In the end, the choice of a hashing algorithm very much depends on the situation and inputs.

STL provides std::hash function for all basic types, which are very well designed, so most of the time you don’t even need to worry about it, or you can construct your own hash function based on them. So, with these in mind let’s go ahead and see how these containers behave.

Insertion for them is amortized const time: almost always it is very fast, it just needs to hash the value and insert in the corresponding bucket. It’s only a pain, when a rehashing is needed.

Removal is precisely const time: it’s the same as removing from a list.

Find complexity is also const time, but remember, that const time doesn’t mean fast. How fast it is depends on the max_load_factor. All the famous compilers have taken care of a good max_load_factor, so that find is really fast.

Of course these are associative containers, so no point to talk about the nth element.

Memory usage of these containers is too much. It stores a vector of lists. I think the rest is obvious.

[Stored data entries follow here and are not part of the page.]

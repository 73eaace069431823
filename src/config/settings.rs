//! User settings for SetAside
//!
//! Manages user preferences: colour theme, currency symbol, date format and
//! whether the budget profile setup has been completed.

use chrono::NaiveDate;
use serde::{Deserialize, Serialize};
use std::fmt::{self, Write};
use std::str::FromStr;

use super::paths::SetAsidePaths;
use crate::error::SetAsideError;

/// Colour theme preference
#[derive(Debug, Clone, Copy, PartialEq, Eq, Serialize, Deserialize, Default)]
#[serde(rename_all = "lowercase")]
pub enum Theme {
    #[default]
    Light,
    Dark,
}

impl Theme {
    /// The other theme
    pub fn toggled(self) -> Self {
        match self {
            Self::Light => Self::Dark,
            Self::Dark => Self::Light,
        }
    }
}

impl fmt::Display for Theme {
    fn fmt(&self, f: &mut fmt::Formatter<'_>) -> fmt::Result {
        match self {
            Self::Light => write!(f, "light"),
            Self::Dark => write!(f, "dark"),
        }
    }
}

impl FromStr for Theme {
    type Err = SetAsideError;

    fn from_str(s: &str) -> Result<Self, Self::Err> {
        match s.trim().to_lowercase().as_str() {
            "light" => Ok(Self::Light),
            "dark" => Ok(Self::Dark),
            other => Err(SetAsideError::Validation(format!(
                "Unknown theme '{}': expected 'light' or 'dark'",
                other
            ))),
        }
    }
}

/// User settings for SetAside
#[derive(Debug, Clone, Serialize, Deserialize)]
pub struct Settings {
    /// Schema version for migration support
    #[serde(default = "default_schema_version")]
    pub schema_version: u32,

    #[serde(default)]
    pub theme: Theme,

    /// Currency symbol used when displaying amounts
    #[serde(default = "default_currency")]
    pub currency_symbol: String,

    /// Date format preference (strftime format)
    #[serde(default = "default_date_format")]
    pub date_format: String,

    /// Whether income, fixed expenses and savings have all been entered
    #[serde(default)]
    pub setup_completed: bool,
}

fn default_schema_version() -> u32 {
    1
}

fn default_currency() -> String {
    "€".to_string()
}

fn default_date_format() -> String {
    "%Y-%m-%d".to_string()
}

/// Whether `format` can render a calendar date
///
/// chrono panics on `to_string()` for unknown specifiers and for time fields
/// on a `NaiveDate`, so formats are checked before they are used.
pub fn is_valid_date_format(format: &str) -> bool {
    let Some(sample) = NaiveDate::from_ymd_opt(2025, 1, 31) else {
        return false;
    };
    let mut out = String::new();
    !format.trim().is_empty() && write!(out, "{}", sample.format(format)).is_ok()
}

impl Default for Settings {
    fn default() -> Self {
        Self {
            schema_version: default_schema_version(),
            theme: Theme::default(),
            currency_symbol: default_currency(),
            date_format: default_date_format(),
            setup_completed: false,
        }
    }
}

impl Settings {
    /// Load settings from disk, or return defaults if the file doesn't exist
    pub fn load_or_create(paths: &SetAsidePaths) -> Result<Self, SetAsideError> {
        let settings_path = paths.settings_file();

        if !settings_path.exists() {
            // Don't save yet - let caller decide when to persist
            return Ok(Settings::default());
        }

        let contents = std::fs::read_to_string(&settings_path)
            .map_err(|e| SetAsideError::Io(format!("Failed to read settings file: {}", e)))?;

        let mut settings: Settings = serde_json::from_str(&contents)
            .map_err(|e| SetAsideError::Config(format!("Failed to parse settings file: {}", e)))?;

        if !is_valid_date_format(&settings.date_format) {
            tracing::warn!(
                format = %settings.date_format,
                "invalid date format in settings, using the default"
            );
            settings.date_format = default_date_format();
        }

        Ok(settings)
    }

    /// Save settings to disk
    pub fn save(&self, paths: &SetAsidePaths) -> Result<(), SetAsideError> {
        paths.ensure_directories()?;

        let contents = serde_json::to_string_pretty(self)
            .map_err(|e| SetAsideError::Config(format!("Failed to serialize settings: {}", e)))?;

        std::fs::write(paths.settings_file(), contents)
            .map_err(|e| SetAsideError::Io(format!("Failed to write settings file: {}", e)))?;

        tracing::debug!(theme = %self.theme, "settings saved");
        Ok(())
    }

    /// Set the currency symbol
    pub fn set_currency_symbol(&mut self, symbol: &str) -> Result<(), SetAsideError> {
        let symbol = symbol.trim();
        if symbol.is_empty() || symbol.chars().count() > 4 {
            return Err(SetAsideError::Validation(
                "Currency symbol must be 1 to 4 characters".into(),
            ));
        }
        self.currency_symbol = symbol.to_string();
        Ok(())
    }

    /// Set the strftime format used to show dates
    pub fn set_date_format(&mut self, format: &str) -> Result<(), SetAsideError> {
        if !is_valid_date_format(format) {
            return Err(SetAsideError::Validation(format!(
                "Invalid date format '{}'. Use strftime date fields such as %d/%m/%Y",
                format
            )));
        }
        self.date_format = format.to_string();
        Ok(())
    }
}

#[cfg(test)]
mod tests {
    use super::*;
    use tempfile::TempDir;

    #[test]
    fn test_default_settings() {
        let settings = Settings::default();
        assert_eq!(settings.theme, Theme::Light);
        assert_eq!(settings.currency_symbol, "€");
        assert_eq!(settings.date_format, "%Y-%m-%d");
        assert!(!settings.setup_completed);
    }

    #[test]
    fn test_save_and_load() {
        let temp_dir = TempDir::new().unwrap();
        let paths = SetAsidePaths::with_base_dir(temp_dir.path().to_path_buf());

        let mut settings = Settings::default();
        settings.theme = Theme::Dark;
        settings.set_currency_symbol("$").unwrap();
        settings.save(&paths).unwrap();

        let loaded = Settings::load_or_create(&paths).unwrap();
        assert_eq!(loaded.theme, Theme::Dark);
        assert_eq!(loaded.currency_symbol, "$");
    }

    #[test]
    fn test_missing_fields_use_defaults() {
        let settings: Settings = serde_json::from_str(r#"{"theme": "dark"}"#).unwrap();
        assert_eq!(settings.theme, Theme::Dark);
        assert_eq!(settings.currency_symbol, "€");
        assert_eq!(settings.schema_version, 1);
    }

    #[test]
    fn test_invalid_date_format_falls_back() {
        let temp_dir = TempDir::new().unwrap();
        let paths = SetAsidePaths::with_base_dir(temp_dir.path().to_path_buf());
        paths.ensure_directories().unwrap();

        for bad in ["%Q", "%H:%M", "%"] {
            let json = format!(r#"{{"theme": "dark", "date_format": "{}"}}"#, bad);
            std::fs::write(paths.settings_file(), json).unwrap();

            let loaded = Settings::load_or_create(&paths).unwrap();
            assert_eq!(loaded.date_format, "%Y-%m-%d", "format {:?}", bad);
            assert_eq!(loaded.theme, Theme::Dark);
        }
    }

    #[test]
    fn test_set_date_format() {
        let mut settings = Settings::default();
        settings.set_date_format("%d/%m/%Y").unwrap();
        assert_eq!(settings.date_format, "%d/%m/%Y");

        assert!(settings.set_date_format("%Q").unwrap_err().is_validation());
        assert!(settings.set_date_format("").is_err());
        assert_eq!(settings.date_format, "%d/%m/%Y");
    }

    #[test]
    fn test_theme_parse_and_toggle() {
        assert_eq!("Dark".parse::<Theme>().unwrap(), Theme::Dark);
        assert!("blue".parse::<Theme>().is_err());
        assert_eq!(Theme::Light.toggled(), Theme::Dark);
        assert_eq!(Theme::Dark.toggled(), Theme::Light);
    }

    #[test]
    fn test_invalid_currency_symbol() {
        let mut settings = Settings::default();
        assert!(settings.set_currency_symbol("  ").is_err());
        assert!(settings.set_currency_symbol("EUROS").is_err());
        assert_eq!(settings.currency_symbol, "€");
    }
}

The iterators of it are bidirectional ones, the same story as with the map and set.

Aren’t these enough?

So we reviewed all the containers that STL provides, their pros and cons, and the bottom line was that there is no single best container, each one is good for a specific scenario, and there are so many of them, that most of the time you can just use one of them, not create your own. But, of course, people who came up with these containers, or the ones who implemented them, don’t know what you will need them for, how unusual and uncommon your scenario might be. Let’s consider the container I implemented: prefix_tree. It’s a substitute to the std::map<std::string, T> for any type T. Of course, I’m not the one who came up with this great idea, I just implemented it. So what’s the scenario in which the prefix_tree is better than existing containers?

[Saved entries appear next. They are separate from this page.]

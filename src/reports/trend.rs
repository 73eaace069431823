//! Monthly trend
//!
//! Income, expenses and net for the last N months, oldest first.

use chrono::{Datelike, Months, NaiveDate};

use crate::error::{SetAsideError, SetAsideResult};
use crate::models::{EntryKind, Money};
use crate::services::TransactionService;
use crate::storage::Storage;

/// Longest trend that can be requested (ten years)
pub const MAX_TREND_MONTHS: u32 = 120;

/// Totals for one month of the trend
#[derive(Debug, Clone, PartialEq, Eq)]
pub struct TrendPoint {
    pub year: i32,
    pub month: u32,
    pub income: Money,
    pub expenses: Money,
    pub net: Money,
}

impl TrendPoint {
    pub fn label(&self) -> String {
        format!("{}-{:02}", self.year, self.month)
    }
}

/// Monthly trend report
#[derive(Debug, Clone)]
pub struct MonthlyTrend {
    pub points: Vec<TrendPoint>,
}

impl MonthlyTrend {
    /// Totals for the `months` months ending with the one containing `today`
    pub fn generate(storage: &Storage, today: NaiveDate, months: u32) -> SetAsideResult<Self> {
        if months == 0 {
            return Err(SetAsideError::Validation(
                "Trend needs at least one month".into(),
            ));
        }
        if months > MAX_TREND_MONTHS {
            return Err(SetAsideError::Validation(format!(
                "Trend covers at most {} months",
                MAX_TREND_MONTHS
            )));
        }

        let service = TransactionService::new(storage);
        let first_of_month = today.with_day(1).unwrap_or(today);

        let mut points = Vec::with_capacity(months as usize);
        for back in (0..months).rev() {
            let Some(start) = first_of_month.checked_sub_months(Months::new(back)) else {
                continue;
            };
            let (year, month) = (start.year(), start.month());
            let income = service.total_in_month(year, month, EntryKind::Income)?;
            let expenses = service.total_in_month(year, month, EntryKind::Expense)?;
            points.push(TrendPoint {
                year,
                month,
                income,
                expenses,
                net: income - expenses,
            });
        }

        Ok(Self { points })
    }

    /// Largest monthly income or expense, for scaling bars
    pub fn peak(&self) -> Money {
        self.points
            .iter()
            .map(|p| p.income.max(p.expenses))
            .max()
            .unwrap_or_default()
    }

    /// Format the trend with proportional bars
    pub fn format_terminal(&self, symbol: &str) -> String {
        const BAR_WIDTH: i64 = 24;

        let peak = self.peak();
        let bar = |amount: Money| -> String {
            if peak.is_zero() {
                return String::new();
            }
            let len = i128::from(amount.cents()) * i128::from(BAR_WIDTH)
                / i128::from(peak.cents());
            "█".repeat(len.clamp(0, i128::from(BAR_WIDTH)) as usize)
        };

        let mut output = String::new();
        output.push_str(&format!(
            "{:<8} {:>12} {:>12} {:>12}  {}\n",
            "Month", "Income", "Expenses", "Net", "Spending"
        ));
        output.push_str(&"-".repeat(72));
        output.push('\n');

        for point in &self.points {
            output.push_str(&format!(
                "{:<8} {:>12} {:>12} {:>12}  {}\n",
                point.label(),
                point.income.format_with_symbol(symbol),
                point.expenses.format_with_symbol(symbol),
                point.net.format_with_symbol(symbol),
                bar(point.expenses)
            ));
        }

        output
    }
}

#[cfg(test)]
mod tests {
    use super::*;
    use crate::config::paths::SetAsidePaths;
    use crate::models::Transaction;
    use tempfile::TempDir;

    fn create_test_storage() -> (TempDir, Storage) {
        let temp_dir = TempDir::new().unwrap();
        let paths = SetAsidePaths::with_base_dir(temp_dir.path().to_path_buf());
        let mut storage = Storage::new(paths).unwrap();
        storage.load_all().unwrap();
        (temp_dir, storage)
    }

    fn date(y: i32, m: u32, d: u32) -> NaiveDate {
        NaiveDate::from_ymd_opt(y, m, d).unwrap()
    }

    #[test]
    fn test_trend_spans_year_boundary() {
        let (_temp_dir, storage) = create_test_storage();
        for (kind, cents, on) in [
            (EntryKind::Expense, 3000, date(2024, 12, 5)),
            (EntryKind::Income, 10000, date(2025, 1, 1)),
            (EntryKind::Expense, 4000, date(2025, 1, 20)),
            (EntryKind::Expense, 1000, date(2025, 2, 2)),
        ] {
            storage
                .transactions
                .upsert(Transaction::new(kind, Money::from_cents(cents), on))
                .unwrap();
        }

        let trend = MonthlyTrend::generate(&storage, date(2025, 2, 14), 3).unwrap();
        let labels: Vec<_> = trend.points.iter().map(|p| p.label()).collect();
        assert_eq!(labels, vec!["2024-12", "2025-01", "2025-02"]);

        assert_eq!(trend.points[0].expenses.cents(), 3000);
        assert_eq!(trend.points[1].net.cents(), 6000);
        assert_eq!(trend.points[2].net.cents(), -1000);
        assert_eq!(trend.peak().cents(), 10000);
    }

    #[test]
    fn test_zero_months_rejected() {
        let (_temp_dir, storage) = create_test_storage();
        assert!(MonthlyTrend::generate(&storage, date(2025, 1, 1), 0)
            .unwrap_err()
            .is_validation());
    }

    #[test]
    fn test_month_count_is_capped() {
        let (_temp_dir, storage) = create_test_storage();
        let today = date(2025, 1, 15);

        let trend = MonthlyTrend::generate(&storage, today, MAX_TREND_MONTHS).unwrap();
        assert_eq!(trend.points.len(), MAX_TREND_MONTHS as usize);
        assert_eq!(trend.points[0].label(), "2015-02");

        assert!(MonthlyTrend::generate(&storage, today, 4_000_000_000)
            .unwrap_err()
            .is_validation());
    }

    #[test]
    fn test_bars_handle_huge_amounts() {
        let (_temp_dir, storage) = create_test_storage();
        storage
            .transactions
            .upsert(Transaction::new(
                EntryKind::Expense,
                Money::MAX_INPUT,
                date(2025, 1, 3),
            ))
            .unwrap();

        let trend = MonthlyTrend::generate(&storage, date(2025, 1, 31), 1).unwrap();
        let text = trend.format_terminal("€");
        assert!(text.contains(&"█".repeat(24)));
    }

    #[test]
    fn test_format_without_data() {
        let (_temp_dir, storage) = create_test_storage();
        let trend = MonthlyTrend::generate(&storage, date(2025, 1, 31), 2).unwrap();
        let text = trend.format_terminal("€");
        assert!(text.contains("2024-12"));
        assert!(text.contains("€0.00"));
    }
}
//! Category model
//!
//! Categories are a flat list, each tagged as an expense or an income
//! category. Transactions and future expenses refer to them by ID.

use chrono::{DateTime, Utc};
use serde::{Deserialize, Serialize};
use std::fmt;
use std::str::FromStr;

use super::ids::CategoryId;

/// Maximum length of a category name
pub const MAX_CATEGORY_NAME_LEN: usize = 50;

/// Whether money flows out of or into the budget
#[derive(Debug, Clone, Copy, PartialEq, Eq, PartialOrd, Ord, Hash, Serialize, Deserialize, Default)]
#[serde(rename_all = "lowercase")]
pub enum EntryKind {
    #[default]
    Expense,
    Income,
}

impl fmt::Display for EntryKind {
    fn fmt(&self, f: &mut fmt::Formatter<'_>) -> fmt::Result {
        match self {
            Self::Expense => write!(f, "expense"),
            Self::Income => write!(f, "income"),
        }
    }
}

impl FromStr for EntryKind {
    type Err = String;

    fn from_str(s: &str) -> Result<Self, Self::Err> {
        match s.trim().to_lowercase().as_str() {
            "expense" | "out" => Ok(Self::Expense),
            "income" | "in" => Ok(Self::Income),
            other => Err(format!(
                "Unknown kind '{}': expected 'expense' or 'income'",
                other
            )),
        }
    }
}

/// A spending or income category
#[derive(Debug, Clone, Serialize, Deserialize)]
pub struct Category {
    pub id: CategoryId,

    pub name: String,

    #[serde(default)]
    pub kind: EntryKind,

    /// Short label shown next to the name (may be empty)
    #[serde(default)]
    pub icon: String,

    /// Sort order within its kind
    pub sort_order: i32,

    pub created_at: DateTime<Utc>,

    pub updated_at: DateTime<Utc>,
}

impl Category {
    /// Create a new category
    pub fn new(name: impl Into<String>, kind: EntryKind) -> Self {
        let now = Utc::now();
        Self {
            id: CategoryId::new(),
            name: name.into(),
            kind,
            icon: String::new(),
            sort_order: 0,
            created_at: now,
            updated_at: now,
        }
    }

    /// Create a new category with an icon and a specific sort order
    pub fn with_details(
        name: impl Into<String>,
        kind: EntryKind,
        icon: impl Into<String>,
        sort_order: i32,
    ) -> Self {
        let mut category = Self::new(name, kind);
        category.icon = icon.into();
        category.sort_order = sort_order;
        category
    }

    /// Name with icon prefix, for lists
    pub fn label(&self) -> String {
        if self.icon.is_empty() {
            self.name.clone()
        } else {
            format!("{} {}", self.icon, self.name)
        }
    }

    /// Validate the category
    pub fn validate(&self) -> Result<(), CategoryValidationError> {
        if self.name.trim().is_empty() {
            return Err(CategoryValidationError::EmptyName);
        }

        let len = self.name.chars().count();
        if len > MAX_CATEGORY_NAME_LEN {
            return Err(CategoryValidationError::NameTooLong(len));
        }

        if self.icon.chars().count() > 4 {
            return Err(CategoryValidationError::IconTooLong);
        }

        Ok(())
    }
}

impl fmt::Display for Category {
    fn fmt(&self, f: &mut fmt::Formatter<'_>) -> fmt::Result {
        write!(f, "{}", self.name)
    }
}

/// Categories created for a fresh store: (name, kind, icon)
pub const DEFAULT_CATEGORIES: &[(&str, EntryKind, &str)] = &[
    ("Food", EntryKind::Expense, "🍽"),
    ("Transport", EntryKind::Expense, "🚗"),
    ("Home", EntryKind::Expense, "🏠"),
    ("Bills", EntryKind::Expense, "🧾"),
    ("Health", EntryKind::Expense, "💊"),
    ("Entertainment", EntryKind::Expense, "🎬"),
    ("Shopping", EntryKind::Expense, "🛍"),
    ("Other", EntryKind::Expense, "📦"),
    ("Salary", EntryKind::Income, "💼"),
    ("Other Income", EntryKind::Income, "💰"),
];

/// Build the default category list
pub fn default_categories() -> Vec<Category> {
    let mut expense_order = 0;
    let mut income_order = 0;

    DEFAULT_CATEGORIES
        .iter()
        .map(|(name, kind, icon)| {
            let order = match kind {
                EntryKind::Expense => &mut expense_order,
                EntryKind::Income => &mut income_order,
            };
            let category = Category::with_details(*name, *kind, *icon, *order);
            *order += 1;
            category
        })
        .collect()
}

/// Validation errors for categories
#[derive(Debug, Clone, PartialEq, Eq)]
pub enum CategoryValidationError {
    EmptyName,
    NameTooLong(usize),
    IconTooLong,
}

impl fmt::Display for CategoryValidationError {
    fn fmt(&self, f: &mut fmt::Formatter<'_>) -> fmt::Result {
        match self {
            Self::EmptyName => write!(f, "Category name cannot be empty"),
            Self::NameTooLong(len) => write!(
                f,
                "Category name too long ({} chars, max {})",
                len, MAX_CATEGORY_NAME_LEN
            ),
            Self::IconTooLong => write!(f, "Category icon must be at most 4 characters"),
        }
    }
}

impl std::error::Error for CategoryValidationError {}

#[cfg(test)]
mod tests {
    use super::*;

    #[test]
    fn test_new_category() {
        let category = Category::new("Groceries", EntryKind::Expense);
        assert_eq!(category.name, "Groceries");
        assert_eq!(category.kind, EntryKind::Expense);
        assert!(category.icon.is_empty());
        assert_eq!(category.label(), "Groceries");
    }

    #[test]
    fn test_label_with_icon() {
        let category = Category::with_details("Salary", EntryKind::Income, "💼", 0);
        assert_eq!(category.label(), "💼 Salary");
    }

    #[test]
    fn test_validation() {
        let mut category = Category::new("", EntryKind::Expense);
        assert_eq!(category.validate(), Err(CategoryValidationError::EmptyName));

        category.name = "x".repeat(51);
        assert_eq!(category.validate(), Err(CategoryValidationError::NameTooLong(51)));

        category.name = "Books".into();
        category.icon = "abcde".into();
        assert_eq!(category.validate(), Err(CategoryValidationError::IconTooLong));

        category.icon = "📚".into();
        assert!(category.validate().is_ok());
    }

    #[test]
    fn test_default_categories_sort_order_per_kind() {
        let categories = default_categories();
        assert_eq!(categories.len(), DEFAULT_CATEGORIES.len());

        let income: Vec<_> = categories
            .iter()
            .filter(|c| c.kind == EntryKind::Income)
            .collect();
        assert_eq!(income.len(), 2);
        assert_eq!(income[0].sort_order, 0);
        assert_eq!(income[1].sort_order, 1);

        let other = categories.iter().find(|c| c.name == "Other").unwrap();
        assert_eq!(other.sort_order, 7);
    }

    #[test]
    fn test_entry_kind_parse() {
        assert_eq!("Income".parse::<EntryKind>().unwrap(), EntryKind::Income);
        assert_eq!("out".parse::<EntryKind>().unwrap(), EntryKind::Expense);
        assert!("transfer".parse::<EntryKind>().is_err());
    }
}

Without going too deep into the data structure under the hood, let’s just say the complexity of the find for it depends on the length of the string we are looking for, whereas, remember, for map (binary search tree) it depends on the number of elements in it. This means, that asymptotically (after some N number of elements) find will be faster on prefix_tree.

Depending the implementation it can also be the winner from memory usage point of view. My first version of implementation was doing this, so if you had a lot of elements with the same beginning, it would use significantly less memory. But when I decided to make it STL compatible, specifically when I tried to implement reverse_iterator based on already implemented iterator, it turned out that my iterator did not meet the Standard requirements and I had to change the whole data structure for the container to meet them, and lose this advantage. So, before you go ahead and write your own STL compatible container, you should ask yourself, is it worth making that container STL compatible?

The last paragraph of this section is especially for professionals. I want to describe the problem I faced, mentioned above, with the hope that someone can come up with a better solution.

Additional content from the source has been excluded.